#### [Description of the task]
Return each line of the records below in which the string "joined" turns up.

[Collected data]
######
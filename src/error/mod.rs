//! Error handling module for the OpenAPI bridge

mod error;

// Re-export the main error types and utilities
pub use error::{BridgeError, Result};
//! Outbound authentication
//!
//! Security alternatives are tried in order and the first scheme that the
//! credentials can satisfy is applied. When nothing is satisfied, including
//! operations that declare no security, the legacy channels are used.

use crate::config::Credentials;
use crate::error::{BridgeError, Result};
use crate::registry::types::{ApiKeyLocation, SecurityRequirement, SecurityScheme};
use reqwest::header::{HeaderMap, HeaderName, HeaderValue, AUTHORIZATION, COOKIE};
use std::collections::HashMap;
use tracing::{debug, warn};
use url::Url;

/// Mutable pieces of the request while it is being assembled
#[derive(Debug, Clone)]
pub struct RequestParts {
    pub url: Url,
    pub headers: HeaderMap,
    /// `name=value` pairs, joined into one `Cookie` header at the end
    pub cookies: Vec<String>,
}

impl RequestParts {
    pub fn new(url: Url) -> Self {
        Self {
            url,
            headers: HeaderMap::new(),
            cookies: Vec::new(),
        }
    }

    /// Set (replace) a header
    pub fn set_header(&mut self, name: &str, value: &str) -> Result<()> {
        let header_name = HeaderName::from_bytes(name.as_bytes())
            .map_err(|_| BridgeError::request_build(format!("Invalid header name: {}", name)))?;
        let header_value = HeaderValue::from_str(value)
            .map_err(|_| BridgeError::request_build(format!("Invalid value for header {}", name)))?;
        self.headers.insert(header_name, header_value);
        Ok(())
    }

    /// Set (replace) a header carrying a credential. The value is marked
    /// sensitive and never echoed in the error.
    pub fn set_credential_header(&mut self, name: &str, value: &str) -> Result<()> {
        let header_name = HeaderName::from_bytes(name.as_bytes())
            .map_err(|_| BridgeError::auth(format!("Invalid credential header name: {}", name)))?;
        let mut header_value = HeaderValue::from_str(value)
            .map_err(|_| BridgeError::auth(format!("Credential for header {} is not a valid header value", name)))?;
        header_value.set_sensitive(true);
        self.headers.insert(header_name, header_value);
        Ok(())
    }

    /// Set (replace) a query parameter, keeping all other pairs
    pub fn set_query(&mut self, name: &str, value: &str) {
        let kept: Vec<(String, String)> = self
            .url
            .query_pairs()
            .filter(|(key, _)| key != name)
            .map(|(key, value)| (key.into_owned(), value.into_owned()))
            .collect();
        self.url
            .query_pairs_mut()
            .clear()
            .extend_pairs(kept)
            .append_pair(name, value);
    }

    pub fn add_cookie(&mut self, name: &str, value: &str) {
        self.cookies.push(format!("{}={}", name, value));
    }

    /// Fold the collected cookies into the `Cookie` header
    pub fn finish(mut self) -> Result<(Url, HeaderMap)> {
        if !self.cookies.is_empty() {
            let joined = self.cookies.join("; ");
            let value = HeaderValue::from_str(&joined)
                .map_err(|_| BridgeError::request_build("Invalid cookie value"))?;
            self.headers.insert(COOKIE, value);
        }
        Ok((self.url, self.headers))
    }
}

/// Apply credentials for an operation's security alternatives.
///
/// Returns `true` when a declared scheme was satisfied; otherwise the legacy
/// fallback has been applied.
pub fn apply_authentication(
    parts: &mut RequestParts,
    security: &[SecurityRequirement],
    schemes: &HashMap<String, SecurityScheme>,
    credentials: &Credentials,
) -> Result<bool> {
    for alternative in security {
        for scheme_name in alternative.keys() {
            let Some(scheme) = schemes.get(scheme_name) else {
                warn!("Security scheme '{}' is not declared by the document", scheme_name);
                continue;
            };
            if satisfy_scheme(parts, scheme, credentials)? {
                debug!("Authenticated with security scheme '{}'", scheme_name);
                return Ok(true);
            }
        }
    }

    apply_legacy_credentials(parts, credentials)?;
    Ok(false)
}

fn satisfy_scheme(parts: &mut RequestParts, scheme: &SecurityScheme, credentials: &Credentials) -> Result<bool> {
    match scheme {
        SecurityScheme::Http { scheme } if scheme.eq_ignore_ascii_case("bearer") => {
            set_authorization(parts, credentials.bearer_authorization())
        }
        SecurityScheme::Http { scheme } if scheme.eq_ignore_ascii_case("basic") => {
            set_authorization(parts, credentials.basic_authorization())
        }
        SecurityScheme::Http { scheme } => {
            debug!("Unsupported HTTP auth scheme '{}'", scheme);
            Ok(false)
        }
        SecurityScheme::OAuth2 { .. } => set_authorization(parts, credentials.bearer_authorization()),
        SecurityScheme::ApiKey { name, location } => {
            let Some(key) = credentials.api_key().filter(|_| !name.is_empty()) else {
                return Ok(false);
            };
            match location {
                ApiKeyLocation::Header => parts.set_credential_header(name, key)?,
                ApiKeyLocation::Query => parts.set_query(name, key),
                ApiKeyLocation::Cookie => parts.add_cookie(name, key),
            }
            Ok(true)
        }
        SecurityScheme::OpenIdConnect { .. } => Ok(false),
    }
}

fn set_authorization(parts: &mut RequestParts, value: Option<String>) -> Result<bool> {
    match value {
        Some(value) => {
            parts.set_credential_header(AUTHORIZATION.as_str(), &value)?;
            Ok(true)
        }
        None => Ok(false),
    }
}

/// API key into the configured header (only when a header name is known),
/// then bearer, else basic, into `Authorization`
fn apply_legacy_credentials(parts: &mut RequestParts, credentials: &Credentials) -> Result<()> {
    if let (Some(key), Some(header)) = (credentials.api_key(), credentials.api_key_header.as_deref()) {
        parts.set_credential_header(header, key)?;
    }

    if let Some(bearer) = credentials.bearer_authorization() {
        parts.set_credential_header(AUTHORIZATION.as_str(), &bearer)?;
    } else if let Some(basic) = credentials.basic_authorization() {
        parts.set_credential_header(AUTHORIZATION.as_str(), &basic)?;
    }
    Ok(())
}

#[cfg(test)]
mod tests {
    use super::*;

    fn parts() -> RequestParts {
        RequestParts::new(Url::parse("https://api.example.com/pets?limit=5").unwrap())
    }

    fn requirement(names: &[&str]) -> SecurityRequirement {
        names.iter().map(|n| (n.to_string(), Vec::new())).collect()
    }

    fn schemes() -> HashMap<String, SecurityScheme> {
        let mut schemes = HashMap::new();
        schemes.insert("bearerAuth".to_string(), SecurityScheme::bearer());
        schemes.insert("basicAuth".to_string(), SecurityScheme::basic());
        schemes.insert("headerKey".to_string(), SecurityScheme::api_key("X-Key", ApiKeyLocation::Header));
        schemes.insert("queryKey".to_string(), SecurityScheme::api_key("api_key", ApiKeyLocation::Query));
        schemes.insert("cookieKey".to_string(), SecurityScheme::api_key("sid", ApiKeyLocation::Cookie));
        schemes.insert("oauth".to_string(), SecurityScheme::OAuth2 { flows: None });
        schemes
    }

    #[test]
    fn test_api_key_header_scheme_skips_fallback() {
        let mut p = parts();
        let creds = Credentials::new().with_api_key("secret").with_bearer_token("tok");

        let satisfied = apply_authentication(&mut p, &[requirement(&["headerKey"])], &schemes(), &creds).unwrap();
        assert!(satisfied);
        assert_eq!(p.headers.get("X-Key").unwrap(), "secret");
        assert!(p.headers.get(AUTHORIZATION).is_none());
    }

    #[test]
    fn test_unsatisfied_alternative_falls_through_to_next() {
        let mut p = parts();
        let creds = Credentials::new().with_basic_auth("user:pass");
        let security = vec![requirement(&["bearerAuth"]), requirement(&["basicAuth"])];

        assert!(apply_authentication(&mut p, &security, &schemes(), &creds).unwrap());
        assert_eq!(p.headers.get(AUTHORIZATION).unwrap(), "Basic dXNlcjpwYXNz");
    }

    #[test]
    fn test_query_and_cookie_api_keys() {
        let creds = Credentials::new().with_api_key("k");

        let mut p = parts();
        apply_authentication(&mut p, &[requirement(&["queryKey"])], &schemes(), &creds).unwrap();
        assert_eq!(p.url.query(), Some("limit=5&api_key=k"));

        let mut p = parts();
        p.add_cookie("theme", "dark");
        apply_authentication(&mut p, &[requirement(&["cookieKey"])], &schemes(), &creds).unwrap();
        let (_, headers) = p.finish().unwrap();
        assert_eq!(headers.get(COOKIE).unwrap(), "theme=dark; sid=k");
    }

    #[test]
    fn test_oauth2_uses_bearer() {
        let mut p = parts();
        let creds = Credentials::new().with_bearer_token("tok");
        assert!(apply_authentication(&mut p, &[requirement(&["oauth"])], &schemes(), &creds).unwrap());
        assert_eq!(p.headers.get(AUTHORIZATION).unwrap(), "Bearer tok");
    }

    #[test]
    fn test_legacy_fallback_without_security() {
        let mut p = parts();
        let creds = Credentials::new()
            .with_api_key("k")
            .with_bearer_token("tok")
            .with_basic_auth("user:pass");
        assert!(!apply_authentication(&mut p, &[], &schemes(), &creds).unwrap());
        assert_eq!(p.headers.get(AUTHORIZATION).unwrap(), "Bearer tok");
        assert_eq!(p.headers.len(), 1);

        let mut p = parts();
        let creds = Credentials::new().with_api_key("k").with_api_key_header("X-Api-Key");
        apply_authentication(&mut p, &[], &schemes(), &creds).unwrap();
        assert_eq!(p.headers.get("x-api-key").unwrap(), "k");
    }

    #[test]
    fn test_unencodable_credential_is_an_auth_error() {
        let mut p = parts();
        let creds = Credentials::new().with_bearer_token("line\nbreak");

        let err = apply_authentication(&mut p, &[requirement(&["bearerAuth"])], &schemes(), &creds).unwrap_err();
        assert_eq!(err.category(), "auth");
        assert!(!err.to_string().contains("line"));
        assert!(p.headers.get(AUTHORIZATION).is_none());
    }

    #[test]
    fn test_credential_headers_are_sensitive() {
        let mut p = parts();
        let creds = Credentials::new().with_api_key("secret");
        apply_authentication(&mut p, &[requirement(&["headerKey"])], &schemes(), &creds).unwrap();
        assert!(p.headers.get("X-Key").unwrap().is_sensitive());
    }
}
//! Agent-facing tool descriptions and synthesized example arguments

use super::schema::ValidationSchema;
use super::types::{HttpMethod, Operation};
use serde_json::{json, Map, Value};

/// Fixed UUID used for `format: uuid` examples
pub const EXAMPLE_UUID: &str = "123e4567-e89b-12d3-a456-426614174000";

/// Synthesize one plausible value for a property schema.
///
/// Precedence: first enum value, then the declared example, then a value
/// derived from the type. Unknown or absent types yield `None`.
pub fn example_value(schema: &ValidationSchema) -> Option<Value> {
    if let Some(first) = schema.enumeration.first() {
        return Some(first.clone());
    }
    if let Some(example) = schema.examples.first() {
        return Some(example.clone());
    }

    let value = match schema.schema_type.as_deref()? {
        "string" => {
            let text = match schema.format.as_deref() {
                Some("email") => "user@example.com",
                Some("uri") | Some("url") => "https://example.com",
                Some("date") => "2024-01-01",
                Some("date-time") => "2024-01-01T00:00:00Z",
                Some("uuid") => EXAMPLE_UUID,
                _ => "example_string",
            };
            Value::String(text.to_string())
        }
        "number" => json!(123.45),
        "integer" => json!(123),
        "boolean" => Value::Bool(true),
        "array" => match &schema.items {
            Some(items) => Value::Array(vec![example_value(items).unwrap_or(Value::Null)]),
            None => json!(["item1", "item2"]),
        },
        "object" => json!({"key": "value"}),
        _ => return None,
    };
    Some(value)
}

/// Example arguments: every required property, then optional properties
/// while fewer than `max_optional` were added and the total stays below
/// `max_total`.
pub fn example_arguments(schema: &ValidationSchema, max_optional: usize, max_total: usize) -> Map<String, Value> {
    let mut args = Map::new();
    for name in &schema.required {
        if let Some(prop) = schema.property(name) {
            args.insert(name.clone(), example_value(prop).unwrap_or(Value::Null));
        }
    }

    let mut added = 0;
    for name in schema.optional_names() {
        if added >= max_optional || args.len() >= max_total {
            break;
        }
        if let Some(prop) = schema.property(name) {
            args.insert(name.clone(), example_value(prop).unwrap_or(Value::Null));
            added += 1;
        }
    }
    args
}

/// Render a JSON value the way it reads in prose: strings bare, null empty,
/// everything else as JSON text.
pub fn display_value(value: &Value) -> String {
    match value {
        Value::String(s) => s.clone(),
        Value::Null => String::new(),
        other => other.to_string(),
    }
}

/// `  - name (type): description [values: a, b]`
fn describe_property(name: &str, prop: &ValidationSchema) -> String {
    let mut line = format!("\n  - {}", name);
    if let Some(schema_type) = &prop.schema_type {
        line.push_str(&format!(" ({})", schema_type));
    }
    if let Some(description) = prop.description.as_deref().filter(|d| !d.is_empty()) {
        line.push_str(": ");
        line.push_str(description);
    }
    if !prop.enumeration.is_empty() {
        let values: Vec<String> = prop.enumeration.iter().map(display_value).collect();
        line.push_str(&format!(" [values: {}]", values.join(", ")));
    }
    line
}

/// Build the tool description for an operation and its input schema
pub fn generate_description(op: &Operation, schema: &ValidationSchema) -> String {
    let mut desc = String::new();

    if let Some(text) = op.description.as_deref().filter(|d| !d.is_empty()) {
        desc.push_str(text);
    } else if let Some(text) = op.summary.as_deref().filter(|s| !s.is_empty()) {
        desc.push_str(text);
    }

    if !op.security.is_empty() {
        let schemes: Vec<&str> = op
            .security
            .iter()
            .flat_map(|alternative| alternative.keys().map(String::as_str))
            .collect();
        desc.push_str("\n\nAUTHENTICATION: ");
        desc.push_str(&format!("Required ({}). ", schemes.join(" OR ")));
        desc.push_str("Set environment variables: API_KEY, BEARER_TOKEN, or BASIC_AUTH");
    }

    let properties = schema.property_map();
    if !properties.is_empty() {
        desc.push_str("\n\nPARAMETERS:");

        let required: Vec<&String> = schema.required.iter().filter(|name| properties.contains_key(*name)).collect();
        if !required.is_empty() {
            desc.push_str("\n• Required:");
            for name in required {
                desc.push_str(&describe_property(name, &properties[name]));
            }
        }

        let optional: Vec<&String> = schema.optional_names().collect();
        if !optional.is_empty() {
            desc.push_str("\n• Optional:");
            for name in optional {
                desc.push_str(&describe_property(name, &properties[name]));
            }
        }
    }

    let example = Value::Object(example_arguments(schema, 2, 3));
    desc.push_str(&format!("\n\nEXAMPLE: call {} {}", op.operation_id, example));

    if matches!(op.method, HttpMethod::Get | HttpMethod::Post | HttpMethod::Put) {
        desc.push_str("\n\nRESPONSE: Returns HTTP status, headers, and response body. ");
        desc.push_str("Success responses (2xx) return the data. ");
        desc.push_str("Error responses include troubleshooting guidance.");
    }

    if op.method.is_mutating() {
        desc.push_str("\n\n⚠️  SAFETY: This operation modifies data. ");
        desc.push_str("You will be asked to confirm before execution.");
    }

    desc
}

#[cfg(test)]
mod tests {
    use super::*;
    use crate::registry::schema::build_input_schema;
    use crate::registry::types::{Parameter, ParameterLocation, SchemaObject, SecurityRequirement};

    fn string_with_format(format: &str) -> ValidationSchema {
        ValidationSchema {
            schema_type: Some("string".into()),
            format: Some(format.into()),
            ..Default::default()
        }
    }

    #[test]
    fn test_example_value_precedence() {
        let with_enum = ValidationSchema {
            schema_type: Some("string".into()),
            enumeration: vec![json!("available"), json!("sold")],
            examples: vec![json!("pending")],
            ..Default::default()
        };
        assert_eq!(example_value(&with_enum), Some(json!("available")));

        let with_example = ValidationSchema {
            schema_type: Some("integer".into()),
            examples: vec![json!(42)],
            ..Default::default()
        };
        assert_eq!(example_value(&with_example), Some(json!(42)));
    }

    #[test]
    fn test_example_value_by_type_and_format() {
        assert_eq!(example_value(&string_with_format("email")), Some(json!("user@example.com")));
        assert_eq!(example_value(&string_with_format("url")), Some(json!("https://example.com")));
        assert_eq!(example_value(&string_with_format("date-time")), Some(json!("2024-01-01T00:00:00Z")));
        assert_eq!(example_value(&string_with_format("uuid")), Some(json!(EXAMPLE_UUID)));
        assert_eq!(example_value(&string_with_format("byte")), Some(json!("example_string")));

        let typed = |t: &str| ValidationSchema {
            schema_type: Some(t.into()),
            ..Default::default()
        };
        assert_eq!(example_value(&typed("number")), Some(json!(123.45)));
        assert_eq!(example_value(&typed("integer")), Some(json!(123)));
        assert_eq!(example_value(&typed("boolean")), Some(json!(true)));
        assert_eq!(example_value(&typed("array")), Some(json!(["item1", "item2"])));
        assert_eq!(example_value(&typed("object")), Some(json!({"key": "value"})));
        assert_eq!(example_value(&typed("null")), None);
        assert_eq!(example_value(&ValidationSchema::default()), None);

        let array_of_ints = ValidationSchema {
            schema_type: Some("array".into()),
            items: Some(Box::new(typed("integer"))),
            ..Default::default()
        };
        assert_eq!(example_value(&array_of_ints), Some(json!([123])));
    }

    #[test]
    fn test_example_arguments_cap() {
        let params: Vec<Parameter> = ["a", "b", "c", "d"]
            .iter()
            .map(|n| Parameter::new(*n, ParameterLocation::Query, SchemaObject::of_type("string")))
            .collect();
        let schema = build_input_schema(&params, None);
        assert_eq!(example_arguments(&schema, 2, 3).len(), 2);

        let mut required = params.clone();
        for p in required.iter_mut().take(3) {
            p.required = true;
        }
        let schema = build_input_schema(&required, None);
        let args = example_arguments(&schema, 2, 3);
        assert_eq!(args.len(), 3);
        assert!(!args.contains_key("d"));
    }

    #[test]
    fn test_description_sections() {
        let mut security = SecurityRequirement::new();
        security.insert("ApiKeyAuth".to_string(), vec![]);
        let op = Operation::new("updatePet", HttpMethod::Put, "/pets/{petId}")
            .with_summary("Update a pet")
            .with_security(security)
            .with_parameter(
                Parameter::new("petId", ParameterLocation::Path, SchemaObject::of_type("integer"))
                    .required()
                    .with_description("Pet id"),
            )
            .with_parameter(Parameter::new(
                "status",
                ParameterLocation::Query,
                SchemaObject::of_type("string").with_enum(vec![json!("available"), json!("sold")]),
            ));
        let schema = build_input_schema(&op.parameters, None);

        let desc = generate_description(&op, &schema);
        assert!(desc.starts_with("Update a pet\n\nAUTHENTICATION: Required (ApiKeyAuth)."));
        assert!(desc.contains("\n• Required:\n  - petId (integer): Pet id"));
        assert!(desc.contains("\n• Optional:\n  - status (string) [values: available, sold]"));
        assert!(desc.contains(r#"EXAMPLE: call updatePet {"petId":123,"status":"available"}"#));
        assert!(desc.contains("RESPONSE: Returns HTTP status"));
        assert!(desc.ends_with("You will be asked to confirm before execution."));
    }

    #[test]
    fn test_description_for_read_only_operation() {
        let op = Operation::new("ping", HttpMethod::Head, "/ping").with_description("Ping");
        let desc = generate_description(&op, &build_input_schema(&[], None));

        assert_eq!(desc, "Ping\n\nEXAMPLE: call ping {}");
    }
}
######
#### [Problem solution]
    /// `name=value` pairs, joined into one `Cookie` header at the end
            let joined = self.cookies.join("; ");
            let value = HeaderValue::from_str(&joined)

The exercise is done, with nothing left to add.